Claiming that Nuit is female and receptive and Hadit is male and active is thus not a mere description, but a performative utterance that creates these deities as gendered in the minds of those who experience them, and reproduces assumptions about what femininity and masculinity is. By disregarding other physical aspects that might otherwise define the deities and linking their sex to the human sexes of male and female in ritual, gender is established as a crucially important category in relating to the divine.
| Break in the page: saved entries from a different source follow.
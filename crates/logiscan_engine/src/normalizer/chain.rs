//! Comparison-chain expansion: `1 < x <= 5` becomes `((1 < x) and (x <= 5))`.
//!
//! Text is lexed into a light token stream and grouped by parentheses. Inside
//! each group, clauses are delimited by logical separators; a clause with two
//! or more comparison operators at its own level is rewritten as one conjunct
//! per adjacent operand pair. Everything else is reproduced verbatim.

#[derive(Debug, Clone, Copy, PartialEq, Eq)]
enum TokenKind {
    Open,
    Close,
    Comparison,
    Separator,
    Text,
}

#[derive(Debug, Clone, Copy)]
struct Token<'a> {
    kind: TokenKind,
    text: &'a str,
}

// Longest first: `<=>` and `=>` are separators, never comparisons.
const OPERATORS: &[(&str, TokenKind)] = &[
    ("<=>", TokenKind::Separator),
    ("=>", TokenKind::Separator),
    ("<=", TokenKind::Comparison),
    (">=", TokenKind::Comparison),
    ("==", TokenKind::Comparison),
    ("!=", TokenKind::Comparison),
    ("&&", TokenKind::Separator),
    ("||", TokenKind::Separator),
    ("<", TokenKind::Comparison),
    (">", TokenKind::Comparison),
    ("=", TokenKind::Comparison),
    ("!", TokenKind::Separator),
    (",", TokenKind::Separator),
];

const SEPARATOR_WORDS: &[&str] = &["and", "or", "not"];

fn lex(src: &str) -> Vec<Token<'_>> {
    let mut tokens = Vec::new();
    let mut rest = src;

    while let Some(c) = rest.chars().next() {
        let (kind, len) = if c == '(' {
            (TokenKind::Open, 1)
        } else if c == ')' {
            (TokenKind::Close, 1)
        } else if let Some((op, kind)) = OPERATORS.iter().find(|(op, _)| rest.starts_with(op)) {
            (*kind, op.len())
        } else if c.is_ascii_alphabetic() || c == '_' {
            let len = rest
                .find(|ch: char| !(ch.is_ascii_alphanumeric() || ch == '_'))
                .unwrap_or(rest.len());
            let kind = if SEPARATOR_WORDS.contains(&&rest[..len]) {
                TokenKind::Separator
            } else {
                TokenKind::Text
            };
            (kind, len)
        } else if c.is_ascii_digit() || c == '.' {
            let len = rest
                .find(|ch: char| !(ch.is_ascii_digit() || ch == '.'))
                .unwrap_or(rest.len());
            (TokenKind::Text, len)
        } else {
            (TokenKind::Text, c.len_utf8())
        };

        tokens.push(Token {
            kind,
            text: &rest[..len],
        });
        rest = &rest[len..];
    }

    tokens
}

enum Piece<'a> {
    Operand(String),
    Operator(&'a str),
}

/// Rendered text and pending clause of one parenthesis level.
#[derive(Default)]
struct Level<'a> {
    out: String,
    clause: Vec<Piece<'a>>,
}

impl<'a> Level<'a> {
    fn separate(&mut self, separator: &str) {
        self.out.push_str(&render_clause(&self.clause));
        self.clause.clear();
        self.out.push_str(separator);
    }

    fn finish(mut self) -> String {
        self.out.push_str(&render_clause(&self.clause));
        self.out
    }

    fn wrap(self, closed: bool) -> String {
        let mut text = String::from("(");
        text.push_str(&self.finish());
        if closed {
            text.push(')');
        }
        text
    }
}

fn render_clause(pieces: &[Piece<'_>]) -> String {
    let mut operands = vec![String::new()];
    let mut operators = Vec::new();
    for piece in pieces {
        match piece {
            Piece::Operand(text) => {
                if let Some(last) = operands.last_mut() {
                    last.push_str(text);
                }
            }
            Piece::Operator(op) => {
                operators.push(*op);
                operands.push(String::new());
            }
        }
    }

    let verbatim = || {
        let mut s = String::new();
        for piece in pieces {
            match piece {
                Piece::Operand(text) => s.push_str(text),
                Piece::Operator(op) => s.push_str(op),
            }
        }
        s
    };

    // Malformed chains (`< x <`) are left for the parser to reject
    if operators.len() < 2 || operands.iter().any(|o| o.trim().is_empty()) {
        return verbatim();
    }

    let first = &operands[0];
    let last = &operands[operands.len() - 1];
    let leading = &first[..first.len() - first.trim_start().len()];
    let trailing = &last[last.trim_end().len()..];

    let conjuncts: Vec<String> = operators
        .iter()
        .enumerate()
        .map(|(i, op)| format!("({} {} {})", operands[i].trim(), op, operands[i + 1].trim()))
        .collect();

    format!("{}({}){}", leading, conjuncts.join(" and "), trailing)
}

/// Expand every comparison chain in `src`.
///
/// Enclosing levels live on an explicit stack, so nesting depth is bounded
/// only by memory. A stray `)` at top level stays plain text; an unclosed
/// `(` is reproduced without a closing paren.
pub fn expand_chains(src: &str) -> String {
    let mut current = Level::default();
    let mut enclosing: Vec<Level<'_>> = Vec::new();

    for tok in lex(src) {
        match tok.kind {
            TokenKind::Open => enclosing.push(std::mem::take(&mut current)),
            TokenKind::Close => match enclosing.pop() {
                Some(parent) => {
                    let inner = std::mem::replace(&mut current, parent);
                    current.clause.push(Piece::Operand(inner.wrap(true)));
                }
                None => current.clause.push(Piece::Operand(tok.text.to_string())),
            },
            TokenKind::Separator => current.separate(tok.text),
            TokenKind::Comparison => current.clause.push(Piece::Operator(tok.text)),
            TokenKind::Text => current.clause.push(Piece::Operand(tok.text.to_string())),
        }
    }

    while let Some(parent) = enclosing.pop() {
        let inner = std::mem::replace(&mut current, parent);
        current.clause.push(Piece::Operand(inner.wrap(false)));
    }
    current.finish()
}

#[cfg(test)]
mod tests {
    use super::*;

    #[test]
    fn test_two_comparisons() {
        assert_eq!(expand_chains("1 < x <= 5"), "((1 < x) and (x <= 5))");
    }

    #[test]
    fn test_long_chain_keeps_operator_identity() {
        assert_eq!(
            expand_chains("a < b >= c != d"),
            "((a < b) and (b >= c) and (c != d))"
        );
    }

    #[test]
    fn test_single_comparison_untouched() {
        assert_eq!(expand_chains("x + 1 > 2*y"), "x + 1 > 2*y");
        assert_eq!(expand_chains("  x > 0  "), "  x > 0  ");
    }

    #[test]
    fn test_chain_per_clause() {
        assert_eq!(
            expand_chains("x > 0 and 1 < y < 2"),
            "x > 0 and ((1 < y) and (y < 2))"
        );
        assert_eq!(
            expand_chains("not 0 <= x < 1 => x == 0"),
            "not ((0 <= x) and (x < 1)) => x == 0"
        );
    }

    #[test]
    fn test_chain_per_paren_level() {
        assert_eq!(expand_chains("(0 < x < 1) or x > 5"), "(((0 < x) and (x < 1))) or x > 5");
        // Comparisons inside a group do not join a chain outside it
        assert_eq!(expand_chains("(x > 0) == (y > 0)"), "(x > 0) == (y > 0)");
    }

    #[test]
    fn test_lone_equals_counts_as_comparison() {
        assert_eq!(expand_chains("0 = x = 0"), "((0 = x) and (x = 0))");
    }

    #[test]
    fn test_equivalence_and_implication_are_separators() {
        assert_eq!(expand_chains("x > 0 <=> x >= 1"), "x > 0 <=> x >= 1");
        assert_eq!(expand_chains("x > 0 => x >= 1"), "x > 0 => x >= 1");
    }

    #[test]
    fn test_function_arguments_are_clauses() {
        assert_eq!(expand_chains("max(x, 1) < y < 3"), "((max(x, 1) < y) and (y < 3))");
    }

    #[test]
    fn test_unbalanced_input_is_preserved() {
        assert_eq!(expand_chains("(x > 0"), "(x > 0");
        assert_eq!(expand_chains("x > 0)"), "x > 0)");
        assert_eq!(expand_chains("< x <"), "< x <");
    }

    #[test]
    fn test_deep_nesting() {
        let depth = 20_000;
        let src = format!("{}x > 0{}", "(".repeat(depth), ")".repeat(depth));
        assert_eq!(expand_chains(&src), src);

        let chained = format!("{}0 < x < 1{}", "(".repeat(depth), ")".repeat(depth));
        let expected = format!(
            "{}((0 < x) and (x < 1)){}",
            "(".repeat(depth),
            ")".repeat(depth)
        );
        assert_eq!(expand_chains(&chained), expected);

        let unclosed = "(".repeat(depth);
        assert_eq!(expand_chains(&unclosed), unclosed);
    }
}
She goes on to note the practitioners of Thelema may subvert this view through polytheism, incorporating deities such as Kali from Hinduism as well as the Greek god Pan to represent different forms of femininity and masculinity. She also notes that one of her Thelemic informants questions the gendering of Nuit, calling it "merely a convenient metaphor". Another called the model "overly simplistic" and has devised their own more complex gender formulation. Hedenborg-White goes on to note that "studying contemporary Thelema requires sensitivity to the fact that Thelemites are not passively bound to orthodoxy in their religious practice."